Nrama: So three days of an unfolding apocalypse, with each issue covering a single day. What does that measure add for you as a storyteller to get Memetic out there?

Tynion:The story for Memetic has been in my head for a while before I first brought it to BOOM! Studios. The three-day timespan is the best way to make the story work, and each issue is oversized because of the massive story I wanted to tell; this is not a small story. It’s not the end of the world in one small town; it’s the end of the world. For that level of apocalyptic horror I was determined to show, I really needed the days and the page count to do it. I was extraordinarily happy when I explained it to BOOM!’s Matt Gagnon and he says “Yeah, we’re in.”

Nrama: Working with you on this is your artistic partner from the digital comic series House in the Wall from Thrillbent: Eryk Donovan. What was it in that project that convinced you to re-team here on Memetic?

Tynion: House of the Wall is still ongoing at; we have two chapters out of the 10 to 12 first run of chapters we’re planning to do.

I actually first worked with Eryk on the horror anthology In the Dark at IDW, so we’re approaching a full year working together on horror stories. His ability to capture human emotion, and the intensity of it, as well as the quiet human moments, are incredibly necessary in the horror I write. So that’s what drove me to him. I trust Eryk’s storytelling, and Memetic is a story in which I needed someone whom I could absolutely trust backwards and forwards to do all of the big, huge moments, as well as the small ones.

Nrama: Last question – what’s your favorite meme of all time? And what meme do you think is the closest to being weaponized a la Memetic?

Tynion: Well, that’s a tough one: what are my favorite memes ever? I really enjoyed the early days of memes; for me, that was in middle school and early high school where images of stuff would pop up online and we would see them over and over again like running jokes. I’d also send my friends strange videos, like animutation videos, to judge if my friends were strange enough to hang out with me. Animutation videos are these strange animation set to Japanese television show theme songs.

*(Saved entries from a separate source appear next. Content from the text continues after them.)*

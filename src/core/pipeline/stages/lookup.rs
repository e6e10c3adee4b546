#![allow(clippy::result_large_err)]

use crate::core::artifacts::{ArtifactKind, ArtifactSet};
use crate::core::error::AppError;
use crate::core::lookup::LookupRequest;
use crate::core::pipeline::parameters::JobParameters;
use crate::core::pipeline::result::{PartialResult, PipelineResult};
use crate::core::pipeline::stage::{Stage, StageId, StageServices};
use crate::core::types::ErrorCategory;
use async_trait::async_trait;
use std::sync::Arc;

/// Resolves legal document links through the external lookup script.
pub struct ExternalLookupStage {
    services: Arc<StageServices>,
}

impl ExternalLookupStage {
    pub fn new(services: Arc<StageServices>) -> Self {
        ExternalLookupStage { services }
    }
}

#[async_trait]
impl Stage for ExternalLookupStage {
    fn id(&self) -> StageId {
        StageId::ExternalLookup
    }

    async fn run(
        &self,
        params: &JobParameters,
        artifacts: &mut ArtifactSet,
        _result: &PipelineResult,
    ) -> Result<PartialResult, AppError> {
        let extended = params.extended().ok_or_else(|| {
            AppError::new(
                ErrorCategory::ConfigurationError,
                "external-lookup needs the extended parameter set",
            )
            .with_code("PIP-003")
        })?;
        let config = &self.services.config;

        let request = LookupRequest {
            geolink_list_template: config.paths.xsl_dir().join(format!(
                "{}.oereblex.geolink_list.xsl",
                extended.base.model_name
            )),
            xtf_path: artifacts.working_path(ArtifactKind::InputXtf)?,
            result_path: artifacts
                .manager()
                .working_dir()
                .join(&config.names.lookup_result),
            host: extended.external_host.clone(),
            region: extended.external_region.clone(),
            fallback_office_name: extended.fallback_office_name.clone(),
            fallback_office_url: extended.fallback_office_url.clone(),
        };

        let bytes = self.services.lookup.run(&request).await?;
        let location = artifacts.save_and_publish(ArtifactKind::LookupResult, &bytes)?;
        Ok(PartialResult::new().with(ArtifactKind::LookupResult.result_key(), location))
    }
}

But there’s a lot of good, funny stuff out there. These days I spend a lot of time on Imgur, so I see the rise and fall of so many memes. It all happens within two days, and then people will get sick of it and don’t do it anymore. Animal memes won’t ever die, such as Unpopular Opinion Puffin...

Nrama: ...or things like Keyboard Cat.

Tynion: Yes. More and more it seems like it’s subconsciously trying to encourage people to put something out there about themselves personally, while slowly stealing your soul.